Above Photo: Julian Asssange during a press conference at the Ecuadorean Embassy in London. May 19, 2017. | Photo: EFE

The WikiLeaks founder had been warned by the Ecuadorean government to avoid commenting on other countries affairs.

The Ecuadorean government Wednesday restricted access to communications of the journalist and founder of WikiLeaksJulian Assange, who has been in Ecuador’s embassy in the U.K. since 2012, for violating an agreement in which he had pledged not to comment on the affairs of other countries.

“The government of Ecuador suspended the systems that allow Julian Assange to communicate with the outside world from the Ecuadorian embassy in London,” the Secretary of Communication said Wednesday in a press release, in which he affirms that the decision began to be applied a day earlier.

“The measure was adopted after Assange’s failure to comply with the written commitment reached with the government in December 2017, in which he was obliged not to issue messages that implied interference in relation to other states.”

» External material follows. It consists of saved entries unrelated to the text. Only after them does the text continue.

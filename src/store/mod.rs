//! Decision store: key/value cache with per-key expiry.
//!
//! Two interchangeable backends implement [`DecisionStore`]:
//! - [`LocalStore`]: in-process sharded map with its own expiry bookkeeping
//! - [`RedisStore`]: networked store relying on native key expiry
//!
//! Lookups distinguish an authoritative miss ([`CacheError::Miss`]) from a
//! backend that could not be consulted ([`CacheError::Unreachable`]).

mod local;
mod redis_store;

pub use self::local::LocalStore;
pub use self::redis_store::{RedisStore, RedisStoreConfig};

use std::sync::Arc;
use std::time::{Duration, Instant};

use crate::error::CacheError;

/// Backend contract shared by all decision store implementations.
///
/// Implementations must be safe for concurrent use and must never panic or
/// propagate backend faults out of `set`/`delete`.
pub trait DecisionStore: Send + Sync {
    /// Get the live value stored under `key`.
    fn get(&self, key: &str) -> Result<String, CacheError>;

    /// Store `value` under `key` for `ttl`, replacing any previous value.
    fn set(&self, key: &str, value: &str, ttl: Duration);

    /// Remove `key`. Removing an absent key is a no-op.
    fn delete(&self, key: &str);

    /// Backend name for logging.
    fn name(&self) -> &str;
}

/// Handle to the process-wide decision store.
///
/// Wraps a backend and traces every operation.
#[derive(Clone)]
pub struct CacheClient {
    backend: Arc<dyn DecisionStore>,
}

impl CacheClient {
    pub fn new(backend: Arc<dyn DecisionStore>) -> Self {
        log::debug!("cache:new backend:{}", backend.name());
        Self { backend }
    }

    /// Create a client over a fresh in-process store.
    pub fn local() -> Self {
        Self::new(Arc::new(LocalStore::new()))
    }

    pub fn get(&self, key: &str) -> Result<String, CacheError> {
        let start = Instant::now();
        let result = self.backend.get(key);
        log::trace!(
            "cache:get key:{} result:{:?} took:{:?}",
            key,
            result,
            start.elapsed()
        );
        result
    }

    pub fn set(&self, key: &str, value: &str, ttl: Duration) {
        let start = Instant::now();
        self.backend.set(key, value, ttl);
        log::trace!(
            "cache:set key:{} value:{} ttl:{:?} took:{:?}",
            key,
            value,
            ttl,
            start.elapsed()
        );
    }

    pub fn delete(&self, key: &str) {
        let start = Instant::now();
        self.backend.delete(key);
        log::trace!("cache:delete key:{} took:{:?}", key, start.elapsed());
    }

    pub fn backend_name(&self) -> &str {
        self.backend.name()
    }
}

#[cfg(test)]
mod tests {
    use super::*;
    use parking_lot::Mutex;

    /// Backend that records calls and always reports itself unreachable.
    #[derive(Default)]
    struct DownStore {
        writes: Mutex<Vec<String>>,
    }

    impl DecisionStore for DownStore {
        fn get(&self, _key: &str) -> Result<String, CacheError> {
            Err(CacheError::Unreachable)
        }

        fn set(&self, key: &str, _value: &str, _ttl: Duration) {
            self.writes.lock().push(key.to_string());
        }

        fn delete(&self, _key: &str) {}

        fn name(&self) -> &str {
            "down"
        }
    }

    #[test]
    fn test_client_delegates() {
        let backend = Arc::new(DownStore::default());
        let client = CacheClient::new(backend.clone());

        assert_eq!(client.get("1.2.3.4"), Err(CacheError::Unreachable));
        client.set("1.2.3.4", "t", Duration::from_secs(1));
        client.delete("1.2.3.4");

        assert_eq!(client.backend_name(), "down");
        assert_eq!(backend.writes.lock().as_slice(), ["1.2.3.4"]);
    }

    #[test]
    fn test_local_client_roundtrip() {
        let client = CacheClient::local();
        assert_eq!(client.get("k"), Err(CacheError::Miss));
        client.set("k", "v", Duration::from_secs(60));
        assert_eq!(client.get("k").as_deref(), Ok("v"));
        client.delete("k");
        assert_eq!(client.get("k"), Err(CacheError::Miss));
    }
}
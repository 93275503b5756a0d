//! Per-address queries against the remote authority.

use std::net::IpAddr;
use std::sync::Arc;
use std::time::Duration;

use super::{DecisionBatch, DecisionSource};
use crate::clock::{Clock, SystemClock};
use crate::error::SyncError;
use crate::range::RangeMatcher;
use crate::remediation::{Remediation, NOT_BANNED_VALUE};
use crate::store::CacheClient;

/// Expiry drift tolerated before a repeated range answer is republished.
const EXPIRY_SLACK: Duration = Duration::from_secs(1);

/// Live-mode synchronizer.
///
/// Each query result is cached under the address for at most the live
/// cache TTL, so repeated requests from one client skip the remote call.
/// A negative result is cached too.
pub struct LiveSync {
    source: Arc<dyn DecisionSource>,
    cache: CacheClient,
    ranges: Arc<RangeMatcher>,
    cache_ttl: Duration,
    ceiling: Duration,
    clock: Arc<dyn Clock>,
}

impl LiveSync {
    pub fn new(
        source: Arc<dyn DecisionSource>,
        cache: CacheClient,
        ranges: Arc<RangeMatcher>,
        cache_ttl: Duration,
        ceiling: Duration,
    ) -> Self {
        Self {
            source,
            cache,
            ranges,
            cache_ttl,
            ceiling,
            clock: Arc::new(SystemClock),
        }
    }

    pub fn with_clock(mut self, clock: Arc<dyn Clock>) -> Self {
        self.clock = clock;
        self
    }

    /// Ask the authority about `ip` and cache the answer.
    ///
    /// On error nothing is written; the caller decides the fallback.
    pub fn query(&self, ip: IpAddr) -> Result<Remediation, SyncError> {
        let records = self.source.query_ip(ip).map_err(|e| {
            log::warn!("live: query for {} failed: {}", ip, e);
            e
        })?;

        let now = self.clock.now();
        let batch = DecisionBatch::from_records(&records, now, self.ceiling);

        // Publishing clones the whole table set, so ranges the matcher
        // already holds with the same kind and expiry are left alone.
        let current = self.ranges.snapshot();
        let changed: Vec<_> = batch
            .ranges
            .iter()
            .filter(|(net, d)| {
                current.get(*net).map_or(true, |held| {
                    held.kind != d.kind
                        || d.expires_at.saturating_duration_since(held.expires_at) > EXPIRY_SLACK
                })
            })
            .collect();
        if !changed.is_empty() {
            self.ranges.update(|tables| {
                for (net, d) in &changed {
                    tables.insert(*net, d.kind, d.expires_at, &d.origin);
                }
            });
        }

        // The authority answers with every decision covering `ip`, so the
        // most severe one decides.
        let strongest = batch
            .addresses
            .iter()
            .chain(batch.ranges.iter().map(|(_, d)| d))
            .max_by_key(|d| (d.kind, d.expires_at));

        let key = ip.to_canonical().to_string();
        let verdict = match strongest {
            Some(d) => {
                let ttl = d.remaining(now).min(self.cache_ttl);
                self.cache.set(&key, d.kind.cache_value(), ttl);
                Remediation::from(d.kind)
            }
            None => {
                self.cache.set(&key, NOT_BANNED_VALUE, self.cache_ttl);
                Remediation::Allow
            }
        };

        log::debug!(
            "live: {} -> {} ({} decisions, {} skipped)",
            ip,
            verdict,
            records.len(),
            batch.skipped
        );
        Ok(verdict)
    }
}
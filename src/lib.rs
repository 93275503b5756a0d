//! K2Bouncer - request-time remediation engine for CrowdSec decisions.
//!
//! For every incoming request the bouncer decides, in microseconds, whether
//! the client address is banned, must solve a captcha, or may pass, based on
//! decisions issued by a CrowdSec Local API (the remote authority).
//!
//! # Features
//!
//! - **Decision store**: in-process sharded map or a shared Redis database,
//!   with an explicit distinction between "not cached" and "unreachable"
//! - **Range matching**: binary trie per address family, published as
//!   lock-free copy-on-write snapshots
//! - **Live mode**: query the authority on a cache miss and cache the answer
//! - **Stream mode**: full pull at startup, then periodic deltas on a
//!   background thread
//! - **Fallback policy**: fail-open or fail-closed, configured separately
//!   for store and authority failures
//! - **Captcha**: hCaptcha, reCAPTCHA and Turnstile, with sessions bound to
//!   the (address, host) pair
//!
//! # Quick Start
//!
//! ```ignore
//! use k2bouncer::{Bouncer, Config, Remediation};
//! use std::path::Path;
//!
//! let config = Config::load(Path::new("/etc/k2bouncer.yaml"))?;
//! let bouncer = Bouncer::from_config(&config)?;
//!
//! // Stream mode: initial pull plus background worker
//! let _worker = bouncer.start()?;
//!
//! match bouncer.evaluate("203.0.113.5", "example.com") {
//!     Remediation::Allow => { /* forward */ }
//!     Remediation::Ban => { /* 403 */ }
//!     Remediation::Captcha => { /* bouncer.serve_challenge(...) */ }
//! }
//! ```
//!
//! # Resolution Order
//!
//! 1. Trusted networks (always allow)
//! 2. Decision store, exact address
//! 3. Range matcher
//! 4. Live query (live mode only)
//! 5. Captcha session override for `captcha` verdicts

mod error;

pub mod bouncer;
pub mod captcha;
pub mod clock;
pub mod config;
pub mod decision;
pub mod range;
pub mod remediation;
pub mod resolver;
pub mod store;
pub mod sync;

// Re-export core types
pub use error::{CacheError, Error, ProviderError, RangeError, Result, SyncError};
pub use remediation::{DecisionKind, Remediation};

pub use bouncer::Bouncer;
pub use config::{Config, FailPolicy, FallbackConfig, Mode};
pub use resolver::{Resolver, Synchronizer};

// Re-export building blocks for custom wiring
pub use captcha::{CaptchaClient, CaptchaVerifier, ChallengeRequest, ChallengeResponse};
pub use clock::{Clock, ManualClock, SystemClock};
pub use decision::{Decision, DecisionDelta, DecisionRecord, Scope};
pub use range::RangeMatcher;
pub use store::{CacheClient, DecisionStore, LocalStore, RedisStore};
pub use sync::{DecisionSource, LapiClient, LiveSync, StreamSync, SyncHandle, SyncStats};
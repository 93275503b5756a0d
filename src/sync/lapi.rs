//! HTTP client for the remote decision authority (CrowdSec LAPI protocol).

use std::net::IpAddr;

use super::DecisionSource;
use crate::config::LapiConfig;
use crate::decision::{DecisionDelta, DecisionRecord};
use crate::error::SyncError;

/// Blocking LAPI client.
///
/// Every call is bounded by the configured timeout.
pub struct LapiClient {
    agent: ureq::Agent,
    base_url: String,
    api_key: String,
}

impl LapiClient {
    pub fn new(config: &LapiConfig) -> Self {
        let agent = ureq::AgentBuilder::new()
            .timeout(config.timeout())
            .user_agent(concat!("k2bouncer/", env!("CARGO_PKG_VERSION")))
            .build();
        Self {
            agent,
            base_url: config.url.trim_end_matches('/').to_string(),
            api_key: config.api_key.clone(),
        }
    }

    fn decisions_url(&self) -> String {
        format!("{}/v1/decisions", self.base_url)
    }

    fn stream_url(&self) -> String {
        format!("{}/v1/decisions/stream", self.base_url)
    }

    fn get(&self, url: &str, query: (&str, &str)) -> Result<String, SyncError> {
        let response = self
            .agent
            .get(url)
            .set("X-Api-Key", &self.api_key)
            .set("Accept", "application/json")
            .query(query.0, query.1)
            .call()
            .map_err(|e| match e {
                ureq::Error::Status(code, _) => SyncError::Status(code),
                ureq::Error::Transport(t) => SyncError::Transport(t.to_string()),
            })?;

        response
            .into_string()
            .map_err(|e| SyncError::Transport(format!("failed to read response: {}", e)))
    }
}

/// Live lookups answer `null` when nothing matches.
pub(crate) fn parse_live_body(body: &str) -> Result<Vec<DecisionRecord>, SyncError> {
    serde_json::from_str::<Option<Vec<DecisionRecord>>>(body)
        .map(Option::unwrap_or_default)
        .map_err(|e| SyncError::Decode(e.to_string()))
}

pub(crate) fn parse_stream_body(body: &str) -> Result<DecisionDelta, SyncError> {
    serde_json::from_str(body).map_err(|e| SyncError::Decode(e.to_string()))
}

impl DecisionSource for LapiClient {
    fn query_ip(&self, ip: IpAddr) -> Result<Vec<DecisionRecord>, SyncError> {
        let body = self.get(&self.decisions_url(), ("ip", &ip.to_string()))?;
        parse_live_body(&body)
    }

    fn pull_stream(&self, startup: bool) -> Result<DecisionDelta, SyncError> {
        let startup = if startup { "true" } else { "false" };
        let body = self.get(&self.stream_url(), ("startup", startup))?;
        parse_stream_body(&body)
    }
}

#[cfg(test)]
mod tests {
    use super::*;

    fn config(url: &str) -> LapiConfig {
        LapiConfig {
            url: url.to_string(),
            api_key: "key".to_string(),
            timeout_seconds: 1,
            update_interval_seconds: 60,
            max_update_failures: None,
        }
    }

    #[test]
    fn test_urls() {
        let client = LapiClient::new(&config("http://crowdsec:8080/"));
        assert_eq!(client.decisions_url(), "http://crowdsec:8080/v1/decisions");
        assert_eq!(client.stream_url(), "http://crowdsec:8080/v1/decisions/stream");
    }

    #[test]
    fn test_parse_live_body() {
        assert!(parse_live_body("null").unwrap().is_empty());
        assert!(parse_live_body("[]").unwrap().is_empty());

        let records = parse_live_body(
            r#"[{"duration":"3h59m55s","id":1,"origin":"crowdsec","scenario":"crowdsecurity/ssh-bf","scope":"Ip","type":"ban","value":"203.0.113.5"}]"#,
        )
        .unwrap();
        assert_eq!(records.len(), 1);
        assert_eq!(records[0].value, "203.0.113.5");

        assert!(matches!(parse_live_body("<html>"), Err(SyncError::Decode(_))));
    }

    #[test]
    fn test_parse_stream_body() {
        let delta = parse_stream_body(
            r#"{"new":[{"duration":"1h","origin":"cscli","scenario":"manual","scope":"Range","type":"captcha","value":"203.0.113.0/24"}],"deleted":[{"duration":"-2s","origin":"crowdsec","scenario":"x","scope":"Ip","type":"ban","value":"198.51.100.1"}]}"#,
        )
        .unwrap();
        assert_eq!(delta.new.len(), 1);
        assert_eq!(delta.deleted.len(), 1);
        assert_eq!(delta.deleted[0].value, "198.51.100.1");
    }

    #[test]
    fn test_unreachable_authority() {
        let client = LapiClient::new(&config("http://127.0.0.1:1"));
        assert!(matches!(
            client.pull_stream(true),
            Err(SyncError::Transport(_))
        ));
        assert!(client.query_ip("203.0.113.5".parse().unwrap()).is_err());
    }
}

The Ecuadorean government is worried that Assange’s use of social media can hurt the “good relations the country keeps with the United Kingdom, other countries in the European Union and other nations,” and said it was prepared to take further actions if Assange keeps breaking his commitment.

Being a critical commentator and politicallly persecuted, Assange usually comments on international affairs on his Twitter account.

In recent days, he criticized Germany’s decision to arrest the Catalan pro-independence leader Carles Puigdemont on behalf of the Spanish government. Assange has been a fierce supporter of the Catalan independence movement and promoted last year’s referendum, considered illegal by Spanish central authorities.

He also offered to testify in relation to the Cambridge Analytica case, after evidence surfaced about their involvement in Donald Trump’s presidency campaign and working with groups that supported a “yes” vote in U.K.’s Brexit refrenedum.

But the comment that might have been the straw that broke the camel’s back is his response to U.K.’s Europe and the Americas Minister Alan Duncan, who called Assange a “miserable little worm” that should walk out of the embassy and give himself up to British justice.

Assange couldn’t refrain from commenting and answered Duncan through a tweet: “As a political prisoner detained without charge for 8 years, in violation of 2 UN rulings, I suppose I must be “miserable”; yet nothing wrong with being a “little” person although I’m rather tall; and better a “worm”, a healthy creature that invigorates the soil, than a snake.”

Kim Dotcom, former owner of the file-sharing company Megaupload, called for Assange’s supporters to gather outside the embassy in protest the Ecuadorean government’s decision.

Former Greek Minister of Finance Ioannis Varoufakis also called for people to demand the Ecuadorean authorities restore his internet connection.

Assange and the United Nations consider the WikiLeaks founder to be under arbitrary detention in the Ecuadorean embassy, a description of his situation rejected by the British authorities who say he voluntarily went into the building and could leave anytime if he is prepared to face the consequences of his actions.

“I have already fully served any theoretical (I haven’t been charged) ‘bail violation’ whilst in prison and under house arrest. So why is there a warrant for my arrest?” he said in an email to Reuters.

Last month, a British judge refused to halt legal proceedings against Assange for jumping bail and said he was “a man who wants to impose his terms on the course of justice”.

British police ended their permanent guard on the embassy in October 2015 but said they would maintain “covert tactics” to arrest Assange if he left. At the time, they said 12.6 million pounds (US$17.8 million) had been spent on patrolling the embassy.